Brief: Pick out each line with the word "close" from the material that follows.

Record excerpts:
Start of Block

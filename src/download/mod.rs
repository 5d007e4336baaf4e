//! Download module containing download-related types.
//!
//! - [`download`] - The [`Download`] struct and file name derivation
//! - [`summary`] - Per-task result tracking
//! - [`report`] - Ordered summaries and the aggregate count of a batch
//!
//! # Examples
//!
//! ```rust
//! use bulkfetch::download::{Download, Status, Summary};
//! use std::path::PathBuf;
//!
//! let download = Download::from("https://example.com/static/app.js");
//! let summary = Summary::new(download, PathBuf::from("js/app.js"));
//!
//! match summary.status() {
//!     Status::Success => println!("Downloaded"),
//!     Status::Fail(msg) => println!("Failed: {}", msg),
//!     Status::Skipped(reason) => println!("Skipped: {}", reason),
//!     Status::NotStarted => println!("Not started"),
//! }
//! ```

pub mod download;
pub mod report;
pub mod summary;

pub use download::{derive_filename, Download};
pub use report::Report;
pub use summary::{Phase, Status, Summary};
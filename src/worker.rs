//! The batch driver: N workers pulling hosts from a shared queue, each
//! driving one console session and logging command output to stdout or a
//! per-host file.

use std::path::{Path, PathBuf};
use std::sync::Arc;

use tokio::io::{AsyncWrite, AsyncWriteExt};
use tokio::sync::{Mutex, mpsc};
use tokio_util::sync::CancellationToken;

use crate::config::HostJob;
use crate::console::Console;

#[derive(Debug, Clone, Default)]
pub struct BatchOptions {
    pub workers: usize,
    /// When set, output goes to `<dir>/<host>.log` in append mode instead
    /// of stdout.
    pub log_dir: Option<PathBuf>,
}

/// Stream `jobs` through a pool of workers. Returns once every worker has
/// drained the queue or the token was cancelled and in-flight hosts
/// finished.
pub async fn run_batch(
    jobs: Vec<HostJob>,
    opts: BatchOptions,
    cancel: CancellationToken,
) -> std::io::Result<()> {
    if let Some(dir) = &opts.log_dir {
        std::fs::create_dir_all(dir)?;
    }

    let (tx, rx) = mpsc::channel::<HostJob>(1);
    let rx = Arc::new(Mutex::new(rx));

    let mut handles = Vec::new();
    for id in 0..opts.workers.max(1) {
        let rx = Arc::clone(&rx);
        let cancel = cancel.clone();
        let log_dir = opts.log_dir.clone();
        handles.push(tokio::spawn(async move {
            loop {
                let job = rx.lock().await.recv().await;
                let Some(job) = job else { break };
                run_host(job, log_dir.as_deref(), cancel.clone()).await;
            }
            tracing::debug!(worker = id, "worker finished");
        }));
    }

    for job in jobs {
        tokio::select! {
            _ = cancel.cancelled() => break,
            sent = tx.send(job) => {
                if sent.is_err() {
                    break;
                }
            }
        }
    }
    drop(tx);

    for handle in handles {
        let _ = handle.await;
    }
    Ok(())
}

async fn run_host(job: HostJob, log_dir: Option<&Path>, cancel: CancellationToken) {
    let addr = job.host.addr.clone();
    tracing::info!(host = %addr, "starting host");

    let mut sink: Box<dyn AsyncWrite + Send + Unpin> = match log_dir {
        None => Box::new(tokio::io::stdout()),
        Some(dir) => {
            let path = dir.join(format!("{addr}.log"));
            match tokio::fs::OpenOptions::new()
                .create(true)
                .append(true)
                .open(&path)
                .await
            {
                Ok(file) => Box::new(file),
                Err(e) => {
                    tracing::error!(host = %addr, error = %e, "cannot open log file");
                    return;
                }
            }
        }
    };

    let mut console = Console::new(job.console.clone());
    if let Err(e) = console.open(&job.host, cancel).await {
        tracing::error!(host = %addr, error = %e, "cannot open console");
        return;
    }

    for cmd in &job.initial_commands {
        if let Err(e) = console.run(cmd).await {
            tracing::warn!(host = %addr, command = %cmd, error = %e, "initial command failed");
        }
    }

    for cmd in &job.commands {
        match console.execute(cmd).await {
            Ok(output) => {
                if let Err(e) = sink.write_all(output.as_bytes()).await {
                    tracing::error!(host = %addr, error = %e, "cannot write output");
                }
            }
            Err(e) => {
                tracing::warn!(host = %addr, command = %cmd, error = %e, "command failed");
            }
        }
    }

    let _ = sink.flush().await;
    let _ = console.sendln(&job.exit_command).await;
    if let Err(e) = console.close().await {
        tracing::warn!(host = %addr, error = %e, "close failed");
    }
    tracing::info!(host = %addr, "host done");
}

End of Block

The completed task:
    if let Err(e) = console.close().await {
        tracing::warn!(host = %addr, error = %e, "close failed");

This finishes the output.